Researchers suggest the self-destruct sequence could be activated through geo-fencing or even when someone tries to open the outer shell of a smartphone or laptop.
Researcher Muhammad Mustafa Hussain told me that one advantage of physical destruction over chemical is that it’s more reliable, simple, and cost effective.
The self-destruct feature could be added for an additional cost of around $15, according to the researchers. It’s cheaper because the components being crushed are off-the-shelf parts—no need for reinventing electronics with exotic new materials.
Hussain told me that his team has recently developed the ability to crush a magnetic hard drive using its technology, a feat the chemical approaches probably couldn’t do.
DARPA’s second call for self-destructing gadgets came in 2015 and was called the Inbound, Controlled, Air-Releasable, Unrecoverable Systems (ICARUS) program. The goal was a drone design that could carry out a battlefield mission, then “vaporize into thin air.”
In addition to addressing the Pentagon’s “leave behind” problem, vanishing drones and gadgets also erase evidence that the U.S. military is operating in a specific place. The first disappearing-drone deployments will probably happen with special forces and involve gliders, which don’t need motors or other non-perishable parts.
Both DZYNE and MORSE worked on the Pentagon’s weather balloon-launched or aircraft-launched glider. It flies 93 miles without power, lands at a precise location, then vanishes within four hours. The craft is made out of special polymers that melt when exposed to sunlight or heat.
San Francisco-based Otherlab is working on a glider prototype made out of mushrooms. Similar in texture to cardboard, mushroom-based materials can contain embedded spores.

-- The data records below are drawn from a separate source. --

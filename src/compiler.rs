//! Schema compiler - declarative sheet definitions → ordered mutation batch
//!
//! The compiler is a generator, not a reconciler: it never looks at what the
//! remote spreadsheet already contains beyond resolving sheet ids, and name
//! collisions surface from the service when the batch runs.

use crate::codec::{decode_ref, hex_to_fraction, letters_to_column};
use crate::error::{SheetError, SheetResult};
use crate::types::{
    FormulaPair, GridRange, MutationOp, SheetDefinition, SheetMetadata, ValidationRule,
};
use std::collections::HashSet;
use tracing::{debug, warn};

/// Reject definitions that would fail mid-batch, before anything is sent.
pub fn validate_definitions(definitions: &[SheetDefinition]) -> SheetResult<()> {
    let mut seen = HashSet::new();
    for (idx, def) in definitions.iter().enumerate() {
        if def.name.trim().is_empty() {
            return Err(SheetError::Validation(format!(
                "sheet definition #{} has an empty name",
                idx + 1
            )));
        }
        if !seen.insert(def.name.as_str()) {
            return Err(SheetError::Validation(format!(
                "sheet '{}' is defined more than once",
                def.name
            )));
        }
        if def.headers.is_empty() {
            return Err(SheetError::Validation(format!(
                "sheet '{}' has no header labels",
                def.name
            )));
        }
        hex_to_fraction(&def.color)?;
    }
    Ok(())
}

/// Title given to the filter view of a table sheet.
pub fn filter_view_title(sheet: &str) -> String {
    format!("Data_Table_{}", sheet.replace(' ', "_"))
}

/// Compile definitions into `AddSheet`/`WriteHeaderRow` pairs followed by a
/// single `DeleteSheet` for the placeholder. Sheets asking for a filter view
/// get an `AddFilterView` right after their header.
///
/// Ids are allocated from 1 upward in input order, skipping `placeholder_id`,
/// so they are positive, pairwise distinct and never the placeholder.
pub fn compile_schema(
    definitions: &[SheetDefinition],
    placeholder_id: i64,
) -> SheetResult<Vec<MutationOp>> {
    validate_definitions(definitions)?;

    let mut ops = Vec::with_capacity(definitions.len() * 2 + 1);
    let mut next_id: i64 = 1;

    for def in definitions {
        if next_id == placeholder_id {
            next_id += 1;
        }
        let id = next_id;
        next_id += 1;

        ops.push(MutationOp::AddSheet {
            id,
            name: def.name.clone(),
            color: hex_to_fraction(&def.color)?,
            frozen_rows: def.frozen_rows,
        });
        ops.push(MutationOp::WriteHeaderRow {
            sheet_id: id,
            labels: def.headers.clone(),
        });
        if def.filter_view {
            ops.push(MutationOp::AddFilterView {
                sheet_id: id,
                title: filter_view_title(&def.name),
            });
        }
        debug!(sheet = %def.name, id, "compiled sheet definition");
    }

    // Last, so the placeholder outlives every sheet being created.
    ops.push(MutationOp::DeleteSheet { id: placeholder_id });

    Ok(ops)
}

/// Output of the formula and validation compile modes.
#[derive(Debug, Clone, Default, PartialEq)]
pub struct CompiledOps {
    pub ops: Vec<MutationOp>,
    /// Sheet names that did not resolve, in input order (one entry per skipped item).
    pub skipped: Vec<String>,
}

/// Compile formula/note pairs against the spreadsheet's current sheets.
///
/// Every cell reference is decoded before any op is produced, so a malformed
/// reference fails the whole compile. Unknown sheets are skipped.
pub fn compile_formulas(
    pairs: &[FormulaPair],
    metadata: &SheetMetadata,
) -> SheetResult<CompiledOps> {
    let coords = pairs
        .iter()
        .map(|pair| decode_ref(&pair.cell))
        .collect::<SheetResult<Vec<_>>>()?;

    let mut compiled = CompiledOps::default();
    for (pair, (row, col)) in pairs.iter().zip(coords) {
        let Some(sheet_id) = metadata.id_of(&pair.sheet) else {
            warn!(sheet = %pair.sheet, cell = %pair.cell, "sheet not found, skipping formula");
            compiled.skipped.push(pair.sheet.clone());
            continue;
        };
        compiled.ops.push(MutationOp::WriteFormula {
            sheet_id,
            row,
            col,
            formula: pair.formula.clone(),
            note: pair.note.clone().filter(|n| !n.is_empty()),
        });
    }
    Ok(compiled)
}

/// Compile one-of-range validation rules. Each rule covers its column from the
/// first data row (below the header) to the bottom of the sheet.
pub fn compile_validations(
    rules: &[ValidationRule],
    metadata: &SheetMetadata,
) -> SheetResult<CompiledOps> {
    let columns = rules
        .iter()
        .map(|rule| {
            letters_to_column(&rule.column)
                .ok_or_else(|| SheetError::InvalidReference(rule.column.clone()))
        })
        .collect::<SheetResult<Vec<_>>>()?;

    let mut compiled = CompiledOps::default();
    for (rule, col) in rules.iter().zip(columns) {
        let Some(sheet_id) = metadata.id_of(&rule.sheet) else {
            warn!(sheet = %rule.sheet, column = %rule.column, "sheet not found, skipping validation");
            compiled.skipped.push(rule.sheet.clone());
            continue;
        };
        compiled.ops.push(MutationOp::SetValidation {
            sheet_id,
            range: GridRange::column_from(col, 1),
            allowed_source: rule.source.clone(),
        });
    }
    Ok(compiled)
}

Those spores are activated before deployment, and they begin immediately to eat the material, a meal they can complete in less than a week.
Even Amazon designed a kind of self-destructing drone, according to a recently granted patent. The e-commerce giant envisions a future where drones are heavily used for package delivery. With so many drones in the sky, it’s inevitable that some will malfunction, threatening the safety of people below.
Amazon’s patent describes a process where a failing drone begins a “fragmentation sequence.” The terrain and weather conditions are analyzed before the drone selectively begins breaking apart and scattering its parts.
The idea is that if the drone is going to crash, it’s safer to do so in smaller, lighter pieces, and to aim for unpopulated spaces, such as lakes and trees. (The patent describes various methods for coming apart, which involve springs or “small explosive charges.”) Amazon declined to comment on its patent for this article.
Coming To Consumers
The best news is that Pentagon-funded technologies tend to end up in the hands of consumers and professionals of all stripes—just as Siri, Unix, GPS, and the Internet once did.
The push for transient materials could result in biodegradable consumer electronics, which could alleviate the global e-waste crisis. Today, consumer gadgets and computers are made with durable, non-biodegradable and highly toxic materials, which are often disassembled in dangerous third-world sweatshops.
Scientists at the University of Wisconsin-Madison, for example, are developing wood chips—microprocessors made from mostly from wood-derived cellulose nanofibril, which makes them “as safe as fertilizer,” according to research lead Zhenqiang Ma.
In the future, smartphone security may involve remote destruction, which could dramatically curtail theft. And the world of biomedical implants might be made far safer and open up new medical procedures and treatments that are impossible with today’s technology.
The exciting new race for self-destructing electronics will result in all kinds of benefits to business, medicine, the military, and to everyday consumers. We don’t know exactly what they’ll look like. But one thing is certain: Temporary gadgets are here to stay.